Stored data entries:

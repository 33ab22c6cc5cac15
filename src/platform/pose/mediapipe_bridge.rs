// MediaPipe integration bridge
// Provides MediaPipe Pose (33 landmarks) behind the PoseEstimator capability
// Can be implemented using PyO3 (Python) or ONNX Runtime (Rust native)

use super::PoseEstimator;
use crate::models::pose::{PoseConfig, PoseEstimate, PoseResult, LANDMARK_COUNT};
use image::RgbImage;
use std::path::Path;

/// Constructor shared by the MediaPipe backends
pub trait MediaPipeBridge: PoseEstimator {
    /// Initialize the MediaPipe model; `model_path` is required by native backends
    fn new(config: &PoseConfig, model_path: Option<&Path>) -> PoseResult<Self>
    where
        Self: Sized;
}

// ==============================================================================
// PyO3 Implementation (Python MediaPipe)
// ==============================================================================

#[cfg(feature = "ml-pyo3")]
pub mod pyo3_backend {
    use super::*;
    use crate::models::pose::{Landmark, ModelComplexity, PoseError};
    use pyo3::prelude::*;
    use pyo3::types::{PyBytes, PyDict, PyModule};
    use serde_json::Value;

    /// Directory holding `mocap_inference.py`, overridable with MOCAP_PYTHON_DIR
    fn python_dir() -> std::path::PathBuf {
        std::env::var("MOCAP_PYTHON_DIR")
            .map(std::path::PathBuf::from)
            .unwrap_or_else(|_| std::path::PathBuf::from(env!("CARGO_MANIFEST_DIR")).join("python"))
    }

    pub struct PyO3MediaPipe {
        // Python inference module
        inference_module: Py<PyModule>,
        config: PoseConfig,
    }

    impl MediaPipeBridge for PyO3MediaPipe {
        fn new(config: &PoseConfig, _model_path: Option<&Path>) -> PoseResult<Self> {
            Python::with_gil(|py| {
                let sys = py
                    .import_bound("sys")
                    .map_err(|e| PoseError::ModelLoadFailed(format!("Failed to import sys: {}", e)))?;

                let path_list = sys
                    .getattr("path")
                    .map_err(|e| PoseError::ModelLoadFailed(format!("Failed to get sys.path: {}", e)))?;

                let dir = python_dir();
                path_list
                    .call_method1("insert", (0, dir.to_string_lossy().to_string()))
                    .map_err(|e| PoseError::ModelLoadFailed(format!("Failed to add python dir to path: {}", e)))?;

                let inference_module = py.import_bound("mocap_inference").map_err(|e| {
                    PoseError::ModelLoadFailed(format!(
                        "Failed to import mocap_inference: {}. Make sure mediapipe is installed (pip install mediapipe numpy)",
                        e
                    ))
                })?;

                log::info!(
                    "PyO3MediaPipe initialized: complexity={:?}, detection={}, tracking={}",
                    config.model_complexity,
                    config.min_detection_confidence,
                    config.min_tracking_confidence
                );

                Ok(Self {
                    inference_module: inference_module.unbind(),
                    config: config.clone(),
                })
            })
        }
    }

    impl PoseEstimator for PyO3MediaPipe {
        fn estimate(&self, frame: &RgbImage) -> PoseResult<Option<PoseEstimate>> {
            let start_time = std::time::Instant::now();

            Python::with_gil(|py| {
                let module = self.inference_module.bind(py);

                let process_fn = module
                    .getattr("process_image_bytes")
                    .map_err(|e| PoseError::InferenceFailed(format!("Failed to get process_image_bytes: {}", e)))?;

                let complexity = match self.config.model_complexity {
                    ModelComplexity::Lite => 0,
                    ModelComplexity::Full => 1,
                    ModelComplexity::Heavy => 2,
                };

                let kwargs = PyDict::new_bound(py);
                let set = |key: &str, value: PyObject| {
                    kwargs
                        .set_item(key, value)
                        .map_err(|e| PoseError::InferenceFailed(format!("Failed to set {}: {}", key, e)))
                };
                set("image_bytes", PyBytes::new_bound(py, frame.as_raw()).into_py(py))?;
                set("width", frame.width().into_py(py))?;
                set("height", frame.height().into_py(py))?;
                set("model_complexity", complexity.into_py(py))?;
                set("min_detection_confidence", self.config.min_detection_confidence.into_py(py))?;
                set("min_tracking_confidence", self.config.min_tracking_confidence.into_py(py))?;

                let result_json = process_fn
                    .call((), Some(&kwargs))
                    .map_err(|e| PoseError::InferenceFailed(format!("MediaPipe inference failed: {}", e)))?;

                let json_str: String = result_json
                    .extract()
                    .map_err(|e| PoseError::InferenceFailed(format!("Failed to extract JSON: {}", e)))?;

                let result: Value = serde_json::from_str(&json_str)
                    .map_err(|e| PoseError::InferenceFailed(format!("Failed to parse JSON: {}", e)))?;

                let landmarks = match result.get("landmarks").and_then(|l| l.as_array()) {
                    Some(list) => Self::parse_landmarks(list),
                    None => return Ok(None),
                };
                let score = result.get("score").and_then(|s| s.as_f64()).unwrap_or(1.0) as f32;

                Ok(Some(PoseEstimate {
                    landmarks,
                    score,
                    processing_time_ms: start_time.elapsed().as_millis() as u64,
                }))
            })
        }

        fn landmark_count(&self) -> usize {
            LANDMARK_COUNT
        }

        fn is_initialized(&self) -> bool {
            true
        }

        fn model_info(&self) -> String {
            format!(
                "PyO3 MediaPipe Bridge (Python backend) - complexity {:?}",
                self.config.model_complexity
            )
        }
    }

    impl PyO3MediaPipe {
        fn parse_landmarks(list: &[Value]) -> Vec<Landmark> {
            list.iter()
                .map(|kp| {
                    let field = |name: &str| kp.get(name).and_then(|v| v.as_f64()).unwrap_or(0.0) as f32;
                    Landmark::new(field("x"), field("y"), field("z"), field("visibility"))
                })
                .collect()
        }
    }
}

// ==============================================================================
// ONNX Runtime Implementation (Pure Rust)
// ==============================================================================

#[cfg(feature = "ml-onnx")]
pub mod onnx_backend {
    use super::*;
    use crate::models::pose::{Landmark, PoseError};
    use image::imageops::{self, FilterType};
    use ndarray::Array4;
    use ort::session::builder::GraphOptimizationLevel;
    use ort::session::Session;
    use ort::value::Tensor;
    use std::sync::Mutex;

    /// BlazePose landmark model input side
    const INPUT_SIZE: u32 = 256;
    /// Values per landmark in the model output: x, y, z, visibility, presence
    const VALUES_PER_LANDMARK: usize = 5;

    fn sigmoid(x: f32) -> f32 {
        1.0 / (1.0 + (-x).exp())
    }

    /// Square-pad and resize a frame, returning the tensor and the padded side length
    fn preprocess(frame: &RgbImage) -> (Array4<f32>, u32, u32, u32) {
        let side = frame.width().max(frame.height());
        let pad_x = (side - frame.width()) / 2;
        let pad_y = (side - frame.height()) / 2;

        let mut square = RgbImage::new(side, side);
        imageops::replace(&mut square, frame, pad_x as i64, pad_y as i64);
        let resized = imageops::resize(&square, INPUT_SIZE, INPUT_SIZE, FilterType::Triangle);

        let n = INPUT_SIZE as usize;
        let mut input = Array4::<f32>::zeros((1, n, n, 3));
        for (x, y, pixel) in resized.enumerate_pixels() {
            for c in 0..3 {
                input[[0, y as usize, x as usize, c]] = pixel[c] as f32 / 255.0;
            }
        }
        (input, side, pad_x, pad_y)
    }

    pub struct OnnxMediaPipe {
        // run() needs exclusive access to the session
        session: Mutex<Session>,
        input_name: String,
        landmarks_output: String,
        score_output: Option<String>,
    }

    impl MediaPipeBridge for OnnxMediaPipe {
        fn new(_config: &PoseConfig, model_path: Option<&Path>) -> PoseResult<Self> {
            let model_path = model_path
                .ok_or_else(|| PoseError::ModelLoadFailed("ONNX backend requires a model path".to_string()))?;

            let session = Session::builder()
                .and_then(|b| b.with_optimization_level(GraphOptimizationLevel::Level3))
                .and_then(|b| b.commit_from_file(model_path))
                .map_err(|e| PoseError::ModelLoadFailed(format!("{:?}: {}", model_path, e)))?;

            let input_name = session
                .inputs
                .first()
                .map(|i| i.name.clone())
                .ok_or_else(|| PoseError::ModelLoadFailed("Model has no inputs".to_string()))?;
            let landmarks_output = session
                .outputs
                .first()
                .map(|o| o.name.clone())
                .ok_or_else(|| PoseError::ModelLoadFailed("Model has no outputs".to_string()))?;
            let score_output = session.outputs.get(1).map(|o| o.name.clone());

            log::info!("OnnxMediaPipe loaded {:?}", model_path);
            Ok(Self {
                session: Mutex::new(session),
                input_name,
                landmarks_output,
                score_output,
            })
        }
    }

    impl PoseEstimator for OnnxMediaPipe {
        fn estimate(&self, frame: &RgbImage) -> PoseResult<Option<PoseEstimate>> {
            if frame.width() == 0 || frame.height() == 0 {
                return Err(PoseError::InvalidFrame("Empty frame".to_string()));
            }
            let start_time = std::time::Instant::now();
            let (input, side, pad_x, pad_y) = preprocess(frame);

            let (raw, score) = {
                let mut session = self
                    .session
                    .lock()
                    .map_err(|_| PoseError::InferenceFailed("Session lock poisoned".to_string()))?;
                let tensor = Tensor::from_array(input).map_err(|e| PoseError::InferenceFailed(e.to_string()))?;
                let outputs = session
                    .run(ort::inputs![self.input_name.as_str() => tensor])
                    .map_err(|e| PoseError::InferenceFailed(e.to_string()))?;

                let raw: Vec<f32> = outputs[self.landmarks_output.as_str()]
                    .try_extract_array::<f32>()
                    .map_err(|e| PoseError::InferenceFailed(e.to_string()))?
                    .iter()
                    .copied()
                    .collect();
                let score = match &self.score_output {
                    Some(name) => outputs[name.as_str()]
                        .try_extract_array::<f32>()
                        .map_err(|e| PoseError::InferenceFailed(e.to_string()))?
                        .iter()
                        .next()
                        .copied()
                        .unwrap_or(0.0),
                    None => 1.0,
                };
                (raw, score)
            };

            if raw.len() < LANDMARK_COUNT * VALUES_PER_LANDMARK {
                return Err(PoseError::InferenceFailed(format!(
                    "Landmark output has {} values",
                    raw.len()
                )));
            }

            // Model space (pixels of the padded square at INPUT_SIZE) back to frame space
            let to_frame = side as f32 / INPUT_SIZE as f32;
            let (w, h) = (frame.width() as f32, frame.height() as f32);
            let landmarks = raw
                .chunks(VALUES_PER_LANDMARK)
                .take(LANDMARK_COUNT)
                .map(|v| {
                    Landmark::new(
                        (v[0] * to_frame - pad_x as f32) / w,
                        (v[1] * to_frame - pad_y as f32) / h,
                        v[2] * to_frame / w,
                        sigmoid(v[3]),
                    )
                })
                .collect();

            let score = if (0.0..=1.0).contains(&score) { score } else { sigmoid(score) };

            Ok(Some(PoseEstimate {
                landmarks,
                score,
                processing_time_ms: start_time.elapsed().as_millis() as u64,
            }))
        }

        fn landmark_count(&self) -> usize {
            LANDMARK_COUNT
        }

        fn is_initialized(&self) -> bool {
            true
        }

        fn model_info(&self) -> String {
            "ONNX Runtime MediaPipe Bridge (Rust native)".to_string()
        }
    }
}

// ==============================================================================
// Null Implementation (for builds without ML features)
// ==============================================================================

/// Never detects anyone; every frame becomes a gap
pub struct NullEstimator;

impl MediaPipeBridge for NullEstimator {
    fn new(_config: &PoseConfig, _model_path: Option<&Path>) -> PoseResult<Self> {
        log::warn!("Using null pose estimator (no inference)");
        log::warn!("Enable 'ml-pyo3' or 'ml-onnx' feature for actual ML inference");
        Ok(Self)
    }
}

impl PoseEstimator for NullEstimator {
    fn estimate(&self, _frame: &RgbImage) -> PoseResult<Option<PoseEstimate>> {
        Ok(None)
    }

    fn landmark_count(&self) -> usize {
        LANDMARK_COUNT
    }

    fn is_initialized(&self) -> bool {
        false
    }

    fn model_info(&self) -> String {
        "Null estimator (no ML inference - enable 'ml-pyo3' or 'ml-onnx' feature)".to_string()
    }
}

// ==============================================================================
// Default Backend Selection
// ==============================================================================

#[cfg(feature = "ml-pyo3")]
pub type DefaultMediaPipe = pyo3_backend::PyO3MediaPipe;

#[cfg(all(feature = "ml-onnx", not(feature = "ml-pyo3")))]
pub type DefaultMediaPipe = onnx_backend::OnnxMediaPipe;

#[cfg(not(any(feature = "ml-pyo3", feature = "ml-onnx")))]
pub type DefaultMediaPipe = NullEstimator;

HOW TO COMPLETE THIS TASK: State the number of lines in the records that contain the string "getattr", and nothing more.

EXERCISE SOLUTION: 2